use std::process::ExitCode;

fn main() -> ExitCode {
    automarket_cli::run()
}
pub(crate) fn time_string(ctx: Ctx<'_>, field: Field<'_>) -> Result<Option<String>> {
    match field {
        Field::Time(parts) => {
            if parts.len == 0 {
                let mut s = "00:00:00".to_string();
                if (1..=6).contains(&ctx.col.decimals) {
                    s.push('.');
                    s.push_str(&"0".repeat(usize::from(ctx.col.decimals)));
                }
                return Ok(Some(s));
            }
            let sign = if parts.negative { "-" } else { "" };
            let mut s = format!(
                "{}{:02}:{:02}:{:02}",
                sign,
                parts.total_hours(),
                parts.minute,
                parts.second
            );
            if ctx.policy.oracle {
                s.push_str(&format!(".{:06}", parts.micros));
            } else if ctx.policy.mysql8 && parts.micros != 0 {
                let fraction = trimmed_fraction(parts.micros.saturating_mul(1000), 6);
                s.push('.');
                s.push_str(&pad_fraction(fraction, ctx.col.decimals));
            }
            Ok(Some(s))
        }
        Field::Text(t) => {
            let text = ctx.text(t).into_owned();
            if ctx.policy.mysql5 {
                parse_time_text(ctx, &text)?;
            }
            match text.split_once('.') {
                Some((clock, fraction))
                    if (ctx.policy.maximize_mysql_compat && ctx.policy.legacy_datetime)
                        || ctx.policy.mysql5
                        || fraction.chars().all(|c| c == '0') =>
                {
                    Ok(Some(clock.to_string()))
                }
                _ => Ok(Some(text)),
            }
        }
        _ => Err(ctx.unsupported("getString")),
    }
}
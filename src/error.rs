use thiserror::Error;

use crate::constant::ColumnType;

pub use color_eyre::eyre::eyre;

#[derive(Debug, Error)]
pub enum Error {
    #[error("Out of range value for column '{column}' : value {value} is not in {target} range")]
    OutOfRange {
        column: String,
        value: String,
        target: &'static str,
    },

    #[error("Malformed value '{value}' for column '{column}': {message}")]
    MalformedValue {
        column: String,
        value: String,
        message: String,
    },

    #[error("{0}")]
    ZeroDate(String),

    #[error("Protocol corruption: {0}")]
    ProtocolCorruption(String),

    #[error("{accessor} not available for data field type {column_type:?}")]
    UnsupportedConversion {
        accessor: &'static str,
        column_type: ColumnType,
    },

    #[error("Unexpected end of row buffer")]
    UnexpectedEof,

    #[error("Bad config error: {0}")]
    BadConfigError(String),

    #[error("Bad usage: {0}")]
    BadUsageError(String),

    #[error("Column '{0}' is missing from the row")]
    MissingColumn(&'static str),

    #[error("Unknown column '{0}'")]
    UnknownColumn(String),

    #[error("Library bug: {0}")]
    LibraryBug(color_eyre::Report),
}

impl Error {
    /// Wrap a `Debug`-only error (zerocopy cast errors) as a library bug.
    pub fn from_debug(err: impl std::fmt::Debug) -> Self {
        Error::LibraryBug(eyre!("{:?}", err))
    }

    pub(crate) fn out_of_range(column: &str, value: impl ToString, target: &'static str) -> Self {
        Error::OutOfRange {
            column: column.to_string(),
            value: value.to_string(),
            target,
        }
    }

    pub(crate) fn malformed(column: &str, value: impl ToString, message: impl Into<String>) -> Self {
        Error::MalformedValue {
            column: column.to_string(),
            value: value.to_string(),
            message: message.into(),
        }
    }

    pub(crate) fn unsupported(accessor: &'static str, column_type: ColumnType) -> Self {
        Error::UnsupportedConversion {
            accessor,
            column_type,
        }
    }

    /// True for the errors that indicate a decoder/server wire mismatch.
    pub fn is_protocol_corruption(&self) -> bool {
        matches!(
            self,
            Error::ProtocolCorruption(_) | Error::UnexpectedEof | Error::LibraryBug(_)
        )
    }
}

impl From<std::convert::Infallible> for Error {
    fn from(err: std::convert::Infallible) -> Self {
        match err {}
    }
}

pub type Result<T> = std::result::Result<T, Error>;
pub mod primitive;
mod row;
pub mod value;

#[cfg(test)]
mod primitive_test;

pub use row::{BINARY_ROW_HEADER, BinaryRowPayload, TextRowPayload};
- - -
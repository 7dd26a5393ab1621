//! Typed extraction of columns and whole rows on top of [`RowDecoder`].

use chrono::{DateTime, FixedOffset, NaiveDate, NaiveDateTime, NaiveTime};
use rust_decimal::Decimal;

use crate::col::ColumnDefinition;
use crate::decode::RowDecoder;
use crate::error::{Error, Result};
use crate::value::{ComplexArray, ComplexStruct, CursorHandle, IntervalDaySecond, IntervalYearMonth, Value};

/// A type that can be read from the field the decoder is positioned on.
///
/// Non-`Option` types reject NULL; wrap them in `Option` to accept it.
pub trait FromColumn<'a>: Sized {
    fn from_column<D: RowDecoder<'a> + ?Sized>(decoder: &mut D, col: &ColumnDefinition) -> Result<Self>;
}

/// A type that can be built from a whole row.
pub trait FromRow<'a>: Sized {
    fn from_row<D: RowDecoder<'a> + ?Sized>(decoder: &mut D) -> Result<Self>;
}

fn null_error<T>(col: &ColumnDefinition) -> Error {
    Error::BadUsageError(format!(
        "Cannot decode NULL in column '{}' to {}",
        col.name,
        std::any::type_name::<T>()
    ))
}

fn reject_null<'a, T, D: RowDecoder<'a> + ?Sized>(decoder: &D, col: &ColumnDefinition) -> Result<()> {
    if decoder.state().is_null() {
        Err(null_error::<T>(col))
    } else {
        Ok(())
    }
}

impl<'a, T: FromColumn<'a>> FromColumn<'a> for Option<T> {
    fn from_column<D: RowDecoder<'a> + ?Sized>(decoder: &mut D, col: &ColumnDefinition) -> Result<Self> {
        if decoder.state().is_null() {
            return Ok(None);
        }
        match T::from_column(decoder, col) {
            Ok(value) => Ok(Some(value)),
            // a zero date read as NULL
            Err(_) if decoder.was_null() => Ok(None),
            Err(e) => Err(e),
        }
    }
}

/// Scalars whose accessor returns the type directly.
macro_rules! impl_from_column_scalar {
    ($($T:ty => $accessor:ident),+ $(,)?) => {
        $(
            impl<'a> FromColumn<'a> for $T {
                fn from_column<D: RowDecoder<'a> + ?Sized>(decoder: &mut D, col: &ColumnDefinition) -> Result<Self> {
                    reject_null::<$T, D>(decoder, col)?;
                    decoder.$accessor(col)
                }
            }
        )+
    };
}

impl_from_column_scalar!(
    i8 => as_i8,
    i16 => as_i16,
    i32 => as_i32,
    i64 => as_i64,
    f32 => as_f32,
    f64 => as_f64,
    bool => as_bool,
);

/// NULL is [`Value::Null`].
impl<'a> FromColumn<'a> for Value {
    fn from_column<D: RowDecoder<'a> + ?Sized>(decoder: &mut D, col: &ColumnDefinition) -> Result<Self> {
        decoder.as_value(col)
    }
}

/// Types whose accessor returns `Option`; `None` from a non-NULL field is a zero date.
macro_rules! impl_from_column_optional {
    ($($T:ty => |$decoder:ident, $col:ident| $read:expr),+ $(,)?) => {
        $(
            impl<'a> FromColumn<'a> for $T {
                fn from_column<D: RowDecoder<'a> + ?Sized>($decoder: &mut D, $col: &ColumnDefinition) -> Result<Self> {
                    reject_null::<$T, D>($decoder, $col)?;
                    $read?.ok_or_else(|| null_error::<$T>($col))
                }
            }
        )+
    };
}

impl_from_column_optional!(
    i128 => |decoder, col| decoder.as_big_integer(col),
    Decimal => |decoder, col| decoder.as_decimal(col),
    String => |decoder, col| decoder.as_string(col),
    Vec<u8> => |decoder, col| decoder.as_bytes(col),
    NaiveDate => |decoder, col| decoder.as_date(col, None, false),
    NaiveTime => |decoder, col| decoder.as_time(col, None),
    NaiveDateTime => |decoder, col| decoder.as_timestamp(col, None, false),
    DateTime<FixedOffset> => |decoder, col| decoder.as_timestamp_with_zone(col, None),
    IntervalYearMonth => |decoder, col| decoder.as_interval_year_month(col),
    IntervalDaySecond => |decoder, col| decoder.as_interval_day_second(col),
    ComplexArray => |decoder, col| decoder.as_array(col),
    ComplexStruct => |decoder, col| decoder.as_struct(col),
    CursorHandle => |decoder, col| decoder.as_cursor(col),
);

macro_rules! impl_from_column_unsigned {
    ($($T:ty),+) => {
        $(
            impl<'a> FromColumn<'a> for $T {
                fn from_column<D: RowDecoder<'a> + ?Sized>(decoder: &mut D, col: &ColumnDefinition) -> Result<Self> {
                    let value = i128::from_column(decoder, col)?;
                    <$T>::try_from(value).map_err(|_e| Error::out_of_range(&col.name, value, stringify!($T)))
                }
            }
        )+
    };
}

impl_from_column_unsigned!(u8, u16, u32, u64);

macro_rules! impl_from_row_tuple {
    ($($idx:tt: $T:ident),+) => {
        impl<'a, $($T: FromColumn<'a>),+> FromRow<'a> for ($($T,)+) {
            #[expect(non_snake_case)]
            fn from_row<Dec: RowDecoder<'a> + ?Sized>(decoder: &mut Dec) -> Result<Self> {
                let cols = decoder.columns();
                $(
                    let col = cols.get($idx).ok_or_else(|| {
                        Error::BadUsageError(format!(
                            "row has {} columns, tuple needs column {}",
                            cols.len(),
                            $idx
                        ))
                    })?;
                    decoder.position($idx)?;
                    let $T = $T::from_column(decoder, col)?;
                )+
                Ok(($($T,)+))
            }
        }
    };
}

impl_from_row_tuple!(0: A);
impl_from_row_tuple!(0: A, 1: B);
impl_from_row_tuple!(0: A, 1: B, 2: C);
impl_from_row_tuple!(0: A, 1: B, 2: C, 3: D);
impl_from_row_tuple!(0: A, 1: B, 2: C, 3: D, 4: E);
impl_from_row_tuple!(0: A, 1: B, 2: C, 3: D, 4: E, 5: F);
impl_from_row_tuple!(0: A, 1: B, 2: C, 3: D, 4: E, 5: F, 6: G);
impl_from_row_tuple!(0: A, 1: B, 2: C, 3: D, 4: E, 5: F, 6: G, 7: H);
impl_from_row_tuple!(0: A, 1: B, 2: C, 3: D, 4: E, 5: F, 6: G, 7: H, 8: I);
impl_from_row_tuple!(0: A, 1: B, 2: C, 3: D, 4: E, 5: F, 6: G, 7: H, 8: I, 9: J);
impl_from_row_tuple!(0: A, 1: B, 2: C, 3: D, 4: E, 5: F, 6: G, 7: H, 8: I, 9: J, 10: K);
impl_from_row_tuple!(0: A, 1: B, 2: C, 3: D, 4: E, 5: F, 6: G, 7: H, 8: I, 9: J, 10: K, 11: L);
- - -
Task directions:
From the listing above, return every line that contains the word "static".

Result below:
        target: &'static str,
        accessor: &'static str,
    MissingColumn(&'static str),
    pub(crate) fn out_of_range(column: &str, value: impl ToString, target: &'static str) -> Self {
    pub(crate) fn unsupported(accessor: &'static str, column_type: ColumnType) -> Self {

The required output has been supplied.